The 7-Step Business Validation Checklist

Before you invest time or money, validate your concept with these seven critical market tests that separate viable ideas from wishful thinking.

JL

Jamos L. Loghry

Founder, Loghry Startup Advisors · Junction City, KS

Most startups fail not because of bad ideas — they fail because founders skip validation and jump straight to building. This checklist gives you a repeatable framework for pressure-testing your concept before you invest significant time or money.

01

Define the Problem Clearly

A business only works if it solves a real problem people actually have.

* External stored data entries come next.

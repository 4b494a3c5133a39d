//! # pharma-workflow -- Workflow Orchestration
//!
//! Sequences the wallet, ledger, document and upload seams for each user
//! action and derives the view state pages render.
//!
//! ## Architecture
//!
//! - [`Page`] holds the page-scoped collaborators. It is passed into every
//!   [`Orchestrator`] explicitly; there is no process-wide session.
//! - [`Orchestrator`] drives one form through the [`StateMachine`]
//!   (`Idle -> Binding -> Submitting -> Settled | Failed`).
//! - [`Trigger`] wraps an orchestrator and drops presses while a
//!   submission is in flight.
//! - `dashboard` adds read-only catalogue, allocation and user queries to
//!   [`Page`].
//!
//! ## Failure policy
//!
//! Nothing is retried. A failed step leaves earlier steps' effects in
//! place (an uploaded document may be left unreferenced) and the user
//! re-runs the whole action. Every remote step is bounded by
//! [`WorkflowSettings::step_timeout`].

pub mod actions;
pub mod dashboard;
pub mod error;
pub mod orchestrator;
pub mod page;
mod pipeline;
pub mod state;
pub mod trigger;
pub mod view;

pub use actions::{Action, Form, FormKind};
pub use error::{ErrorKind, WorkflowError};
pub use orchestrator::{Orchestrator, Outcome};
pub use page::{Page, WorkflowSettings};
pub use state::{StateError, StateMachine, WorkflowState};
pub use trigger::Trigger;
pub use view::{MessageLevel, Settlement, StatusMessage, ViewState};
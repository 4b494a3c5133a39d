//! # pharma-client -- Typed clients for the supply-chain collaborators
//!
//! Three external systems sit behind this crate:
//! - **Wallet** via the node's account API ([`wallet`])
//! - **Ledger contracts** via JSON-RPC `eth_call` / `eth_sendTransaction` ([`ledger`])
//! - **Content store** via the IPFS HTTP `add` endpoint ([`ipfs`])
//!
//! ## Architecture
//!
//! Each collaborator is a trait ([`WalletProvider`], [`LedgerGateway`],
//! [`ContentStore`]) with one HTTP implementation. Orchestration code
//! depends on the traits only, so tests substitute in-process doubles.
//!
//! The contract interface ([`contract`]) is compiled in and values are
//! encoded with alloy ([`abi`]). The deployment table and declared return
//! shapes are loaded from the bundled artifacts at construction.

pub mod abi;
pub mod artifact;
pub mod config;
pub mod contract;
pub mod error;
pub mod ipfs;
pub mod ledger;
pub(crate) mod receipt;
pub mod records;
pub mod rpc;
pub mod wallet;

pub use abi::{DynSolValue, Returned, U256};
pub use artifact::Deployments;
pub use config::{ClientConfig, ConfigError};
pub use contract::{AllocationTarget, Call, ContractKind};
pub use error::{LedgerError, StoreError, WalletError};
pub use ipfs::{ContentStore, IpfsClient};
pub use ledger::{ContractBinding, LedgerGateway, RpcLedger, WriteReceipt};
pub use receipt::ReceiptPolling;
pub use records::{AllocatedMedicine, Medicine, NewMedicine, RegisteredUser};
pub use wallet::{RpcWallet, Session, SessionBinder, WalletProvider};

use std::time::Duration;

use rpc::RpcTransport;

/// Top-level client. Holds one implementation of each collaborator, all
/// sharing a single HTTP connection pool.
#[derive(Debug, Clone)]
pub struct PharmaClient {
    wallet: RpcWallet,
    ledger: RpcLedger,
    store: IpfsClient,
}

impl PharmaClient {
    /// Build clients from configuration, loading both contract artifacts.
    pub fn new(config: &ClientConfig) -> Result<Self, ConfigError> {
        let deployments = Deployments::load(&config.register_artifact, &config.supply_chain_artifact)?;
        Self::with_deployments(config, deployments)
    }

    /// Build clients against an explicit deployment table.
    pub fn with_deployments(config: &ClientConfig, deployments: Deployments) -> Result<Self, ConfigError> {
        let http = reqwest::Client::builder()
            .timeout(Duration::from_secs(config.timeout_secs))
            .build()
            .map_err(|e| ConfigError::HttpClient(e.to_string()))?;

        let rpc = RpcTransport::new(http.clone(), config.rpc_endpoint()?);
        let polling = ReceiptPolling {
            interval: Duration::from_millis(config.receipt_poll_interval_ms),
            attempts: config.receipt_poll_attempts,
        };

        Ok(Self {
            wallet: RpcWallet::new(rpc.clone()),
            ledger: RpcLedger::new(rpc, deployments, polling),
            store: IpfsClient::new(http, config.ipfs_api_endpoint()?, config.ipfs_gateway_endpoint()?),
        })
    }

    pub fn wallet(&self) -> &RpcWallet {
        &self.wallet
    }

    pub fn ledger(&self) -> &RpcLedger {
        &self.ledger
    }

    pub fn store(&self) -> &IpfsClient {
        &self.store
    }
}
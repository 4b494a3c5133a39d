//! Contract artifacts: the interface description and the network-to-address
//! deployment table.
//!
//! Artifacts use the Truffle build format:
//!
//! ```json
//! { "contractName": "SupplyChain",
//!   "abi": [ { "type": "function", "name": "medicineCount", "inputs": [],
//!              "outputs": [{ "name": "", "type": "uint256" }],
//!              "stateMutability": "view" } ],
//!   "networks": { "5777": { "address": "0x..." } } }
//! ```
//!
//! A network entry without an address, or with the zero address, is not a
//! deployment. Lookups for such networks miss.
//!
//! The `abi` array is parsed with `alloy-json-abi`. For every method this
//! client calls, the artifact's declared outputs (names included) become
//! the shape its return data is decoded with.

use std::collections::{BTreeMap, HashMap};
use std::path::Path;

use alloy_json_abi::{Function, JsonAbi};
use pharma_core::{AccountAddress, ChainId};
use serde::Deserialize;

use crate::abi::{AbiError, Outputs};
use crate::config::ConfigError;
use crate::contract::{ContractKind, MethodSpec};

/// A compiled contract's interface description and deployments.
#[derive(Debug, Clone, Deserialize)]
#[serde(rename_all = "camelCase")]
pub struct ContractArtifact {
    pub contract_name: String,
    #[serde(default)]
    pub abi: JsonAbi,
    #[serde(default)]
    pub networks: BTreeMap<String, NetworkDeployment>,
}

#[derive(Debug, Clone, Deserialize)]
pub struct NetworkDeployment {
    #[serde(default)]
    pub address: Option<String>,
}

impl ContractArtifact {
    pub fn from_file(path: &Path) -> Result<Self, ConfigError> {
        let raw = std::fs::read_to_string(path).map_err(|e| ConfigError::Artifact {
            path: path.display().to_string(),
            reason: e.to_string(),
        })?;
        serde_json::from_str(&raw).map_err(|e| ConfigError::Artifact {
            path: path.display().to_string(),
            reason: e.to_string(),
        })
    }

    /// Deployed address on `chain_id`, if any.
    pub fn address_for(&self, chain_id: ChainId) -> Option<AccountAddress> {
        self.networks
            .get(&chain_id.to_string())
            .and_then(|n| n.address.as_deref())
            .and_then(|a| AccountAddress::parse(a).ok())
            .filter(|a| !a.is_zero())
    }

    /// Canonical signatures of the functions declared in the ABI.
    pub fn function_signatures(&self) -> Vec<String> {
        self.abi.functions().map(Function::signature).collect()
    }

    /// The declared function matching `method`'s name and input types.
    pub fn function(&self, method: &MethodSpec) -> Option<&Function> {
        let signature = method.signature();
        self.abi
            .function(method.name)
            .and_then(|overloads| overloads.iter().find(|f| f.signature() == signature))
    }

    /// Methods this front end calls that the artifact does not declare.
    pub fn missing_methods(&self, kind: ContractKind) -> Vec<String> {
        kind.methods()
            .iter()
            .filter(|m| self.function(m).is_none())
            .map(|m| m.signature())
            .collect()
    }

    /// Declared methods whose return shape differs from the built-in one,
    /// as `signature -> (types)`.
    pub fn changed_returns(&self, kind: ContractKind) -> Vec<String> {
        kind.methods()
            .iter()
            .filter_map(|m| {
                let declared = Outputs::from_params(&self.function(m)?.outputs).ok()?;
                let built_in = m.default_outputs().ok()?;
                (declared.canonical() != built_in.canonical())
                    .then(|| format!("{} -> {}", m.signature(), declared.canonical()))
            })
            .collect()
    }
}

/// Network-to-address table and declared return shapes for every contract.
#[derive(Debug, Clone, Default)]
pub struct Deployments {
    entries: HashMap<(ContractKind, ChainId), AccountAddress>,
    returns: HashMap<(ContractKind, String), Outputs>,
}

impl Deployments {
    pub fn new() -> Self {
        Self::default()
    }

    /// Load both artifacts. Interface drift is logged, not fatal: a call to a
    /// missing method fails at call time.
    pub fn load(register: &Path, supply_chain: &Path) -> Result<Self, ConfigError> {
        let mut table = Self::new();
        for (kind, path) in [
            (ContractKind::Register, register),
            (ContractKind::SupplyChain, supply_chain),
        ] {
            let artifact = ContractArtifact::from_file(path)?;
            let missing = artifact.missing_methods(kind);
            if !missing.is_empty() {
                tracing::warn!(
                    contract = %kind,
                    path = %path.display(),
                    ?missing,
                    "artifact does not declare methods this client calls"
                );
            }
            let changed = artifact.changed_returns(kind);
            if !changed.is_empty() {
                tracing::info!(
                    contract = %kind,
                    path = %path.display(),
                    ?changed,
                    "decoding with the artifact's declared return types"
                );
            }
            table.insert_artifact(kind, &artifact);
        }
        Ok(table)
    }

    /// Add every usable network entry and every declared return shape of
    /// `artifact`.
    pub fn insert_artifact(&mut self, kind: ContractKind, artifact: &ContractArtifact) {
        for network in artifact.networks.keys() {
            let Ok(chain_id) = ChainId::parse(network) else {
                continue;
            };
            if let Some(address) = artifact.address_for(chain_id) {
                self.entries.insert((kind, chain_id), address);
            }
        }
        for method in kind.methods() {
            let Some(function) = artifact.function(method) else {
                continue;
            };
            match Outputs::from_params(&function.outputs) {
                Ok(outputs) => {
                    self.returns.insert((kind, method.signature()), outputs);
                }
                Err(e) => {
                    tracing::warn!(method = method.name, error = %e, "ignoring undecodable artifact outputs");
                }
            }
        }
    }

    pub fn with(mut self, kind: ContractKind, chain_id: ChainId, address: AccountAddress) -> Self {
        self.entries.insert((kind, chain_id), address);
        self
    }

    pub fn address(&self, kind: ContractKind, chain_id: ChainId) -> Option<&AccountAddress> {
        self.entries.get(&(kind, chain_id))
    }

    /// Return shape for `method`: the artifact's if it declared one, else
    /// the built-in shape.
    pub fn outputs(&self, method: &MethodSpec) -> Result<Outputs, AbiError> {
        match self.returns.get(&(method.contract, method.signature())) {
            Some(outputs) => Ok(outputs.clone()),
            None => method.default_outputs(),
        }
    }
}

#[cfg(test)]
mod tests {
    use super::*;
    use crate::abi::{self, DynSolValue, U256};
    use crate::contract::{MEDICINES, MEDICINE_COUNT};

    const ARTIFACT: &str = r#"{
        "contractName": "SupplyChain",
        "abi": [
            {"type": "function", "name": "medicineCount", "inputs": [],
             "outputs": [{"name": "", "type": "uint256", "internalType": "uint256"}],
             "stateMutability": "view"},
            {"type": "function", "name": "shipMedicineToHospital",
             "inputs": [{"name": "_id", "type": "uint256", "internalType": "uint256"}],
             "outputs": [], "stateMutability": "nonpayable"},
            {"type": "function", "name": "medicines",
             "inputs": [{"name": "", "type": "uint256", "internalType": "uint256"}],
             "outputs": [
                {"name": "id", "type": "uint256", "internalType": "uint256"},
                {"name": "name", "type": "string", "internalType": "string"}
             ],
             "stateMutability": "view"},
            {"type": "event", "name": "MedicineCreated", "anonymous": false, "inputs": []}
        ],
        "networks": {
            "5777": {"address": "0x00000000000000000000000000000000000000aa"},
            "1337": {},
            "3": {"address": "0x0000000000000000000000000000000000000000"}
        }
    }"#;

    fn artifact() -> ContractArtifact {
        serde_json::from_str(ARTIFACT).unwrap()
    }

    #[test]
    fn known_network_resolves() {
        let a = artifact();
        assert_eq!(
            a.address_for(ChainId(5777)).unwrap().as_str(),
            "0x00000000000000000000000000000000000000aa"
        );
    }

    #[test]
    fn missing_address_and_zero_address_do_not_resolve() {
        let a = artifact();
        assert!(a.address_for(ChainId(1337)).is_none());
        assert!(a.address_for(ChainId(3)).is_none());
        assert!(a.address_for(ChainId(1)).is_none());
    }

    #[test]
    fn function_signatures_skip_events() {
        let mut sigs = artifact().function_signatures();
        sigs.sort();
        assert_eq!(
            sigs,
            vec!["medicineCount()", "medicines(uint256)", "shipMedicineToHospital(uint256)"]
        );
    }

    #[test]
    fn missing_methods_are_reported() {
        let missing = artifact().missing_methods(ContractKind::SupplyChain);
        assert!(missing.contains(&"buyMedicine(uint256)".to_string()));
        assert!(!missing.contains(&"medicineCount()".to_string()));
    }

    #[test]
    fn changed_return_shapes_are_reported() {
        let changed = artifact().changed_returns(ContractKind::SupplyChain);
        assert_eq!(changed, vec!["medicines(uint256) -> (uint256,string)"]);
    }

    #[test]
    fn declared_outputs_replace_built_in_shape() {
        let mut table = Deployments::new();
        table.insert_artifact(ContractKind::SupplyChain, &artifact());

        let outputs = table.outputs(&MEDICINES).unwrap();
        assert_eq!(outputs.len(), 2);
        let data = abi::encode_params(&[abi::uint(U256::from(7u64)), abi::string("X")]);
        let returned = outputs.decode(&data).unwrap();
        assert_eq!(returned.get("name", 5), Some(&DynSolValue::String("X".into())));

        assert_eq!(table.outputs(&MEDICINE_COUNT).unwrap().canonical(), "(uint256)");
        let empty = Deployments::new();
        assert_eq!(empty.outputs(&MEDICINES).unwrap().len(), MEDICINES.outputs.len());
    }

    #[test]
    fn table_only_holds_real_deployments() {
        let mut table = Deployments::new();
        table.insert_artifact(ContractKind::SupplyChain, &artifact());
        assert!(table.address(ContractKind::SupplyChain, ChainId(5777)).is_some());
        assert!(table.address(ContractKind::SupplyChain, ChainId(3)).is_none());
        assert!(table.address(ContractKind::Register, ChainId(5777)).is_none());
    }

    #[test]
    fn load_reads_files() {
        let dir = tempfile::tempdir().unwrap();
        let reg = dir.path().join("Register.json");
        let sc = dir.path().join("SupplyChain.json");
        std::fs::write(&reg, r#"{"contractName":"Register","networks":{"5777":{"address":"0x00000000000000000000000000000000000000bb"}}}"#).unwrap();
        std::fs::write(&sc, ARTIFACT).unwrap();
        let table = Deployments::load(&reg, &sc).unwrap();
        assert!(table.address(ContractKind::Register, ChainId(5777)).is_some());
        assert_eq!(table.outputs(&MEDICINES).unwrap().len(), 2);
    }

    #[test]
    fn unreadable_artifact_is_config_error() {
        let err = ContractArtifact::from_file(Path::new("/nonexistent/SupplyChain.json")).unwrap_err();
        assert!(matches!(err, ConfigError::Artifact { .. }));
    }
}
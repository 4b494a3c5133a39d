//! Layout selection and the renderer seam.

use std::sync::Arc;

use indexmap::IndexMap;
use pharma_core::{Clock, SystemClock};
use serde::Serialize;
use serde_json::Value;

use crate::error::InvoiceError;
use crate::pdf::PdfInvoice;

/// Ordered `key -> value` lines. Order is the caller's insertion order.
pub type Fields = IndexMap<String, String>;

/// Which document to produce.
#[derive(Debug, Clone, Copy, PartialEq, Eq)]
pub enum LayoutKind {
    /// Single-page PDF: title, generation date/time, one line per field.
    TaxInvoice,
    /// The fields as a JSON object, keys in order.
    Metadata,
}

/// Turns ordered fields into document bytes.
pub trait DocumentRenderer: Send + Sync {
    fn render(&self, layout: LayoutKind, fields: &Fields) -> Result<Vec<u8>, InvoiceError>;
}

/// The production renderer.
#[derive(Clone)]
pub struct InvoiceRenderer {
    title: String,
    clock: Arc<dyn Clock>,
}

impl std::fmt::Debug for InvoiceRenderer {
    fn fmt(&self, f: &mut std::fmt::Formatter<'_>) -> std::fmt::Result {
        f.debug_struct("InvoiceRenderer")
            .field("title", &self.title)
            .finish_non_exhaustive()
    }
}

impl InvoiceRenderer {
    pub fn new(title: impl Into<String>, clock: Arc<dyn Clock>) -> Self {
        Self {
            title: title.into(),
            clock,
        }
    }

    /// Renderer stamping documents with wall-clock time.
    pub fn with_system_clock(title: impl Into<String>) -> Self {
        Self::new(title, Arc::new(SystemClock))
    }

    pub fn title(&self) -> &str {
        &self.title
    }
}

impl DocumentRenderer for InvoiceRenderer {
    fn render(&self, layout: LayoutKind, fields: &Fields) -> Result<Vec<u8>, InvoiceError> {
        match layout {
            LayoutKind::TaxInvoice => {
                if fields.is_empty() {
                    return Err(InvoiceError::NoFields);
                }
                let generated_at = self.clock.now();
                let bytes = PdfInvoice {
                    title: &self.title,
                    generated_at,
                    fields,
                }
                .to_bytes();
                tracing::debug!(fields = fields.len(), size = bytes.len(), "rendered tax invoice");
                Ok(bytes)
            }
            LayoutKind::Metadata => Ok(serde_json::to_vec(fields)?),
        }
    }
}

/// Flatten a serializable record into ordered text fields.
///
/// Field order follows the record's serialization order. Strings are taken
/// as-is, numbers and booleans in their JSON spelling. Nested values are
/// rejected.
pub fn record_fields<T: Serialize>(record: &T) -> Result<Fields, InvoiceError> {
    let json = serde_json::to_string(record)?;
    let raw: IndexMap<String, Value> =
        serde_json::from_str(&json).map_err(|e| InvoiceError::NotFlat(e.to_string()))?;
    raw.into_iter()
        .map(|(key, value)| {
            let text = match value {
                Value::String(s) => s,
                Value::Number(n) => n.to_string(),
                Value::Bool(b) => b.to_string(),
                Value::Null => String::new(),
                Value::Array(_) | Value::Object(_) => {
                    return Err(InvoiceError::NotFlat(format!("field {key} is nested")))
                }
            };
            Ok((key, text))
        })
        .collect()
}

Write a one-sentence problem statement: "People who [description] struggle with [specific problem] because [root cause]." If you can't complete that sentence clearly, you don't have a validated problem yet.

02

Identify Your Target Customer

Get specific. "Small businesses" is not a target customer. "Solo service providers in the US with under $250K annual revenue who manage their own bookkeeping" is. The more specific you are, the easier everything else becomes — marketing, pricing, product decisions.

03

Research Existing Solutions

If no one else is solving this problem, that's usually a red flag — not an opportunity. Research competitors thoroughly. Your job isn't to find a market with zero competition; it's to find a market where you can win by doing something meaningfully better or different.

04

Talk to 10 Real Potential Customers

Before building anything, have 10 conversations with people who match your target customer profile. Don't pitch — ask questions. "How do you currently handle [problem]?" and "What's the most frustrating part of that process?" are worth more than any survey.

05

Test Willingness to Pay

The single most important validation question is: "Would you pay for this?" — and more importantly, "Would you pay for this right now?" If the answer is enthusiastic, you have something. If it's "maybe someday," keep digging.

06

Estimate Your Market Size

Do a simple TAM/SAM/SOM calculation. Total Addressable Market, Serviceable Addressable Market, and Serviceable Obtainable Market. You don't need a consulting firm to do this — a spreadsheet and 2 hours of research is enough to determine if the market is worth pursuing.

07

Build a Minimum Viable Offer

Before you build a product, build an offer. Can you deliver value to one customer manually, before you've built anything? If yes — do it. That first customer is your most valuable validation. They'll tell you more in 30 days than 6 months of planning.

The Bottom Line

Validation isn't about getting perfect data — it's about reducing uncertainty before you bet big. Run through these seven steps honestly, and you'll enter your launch phase with real confidence, not just optimism.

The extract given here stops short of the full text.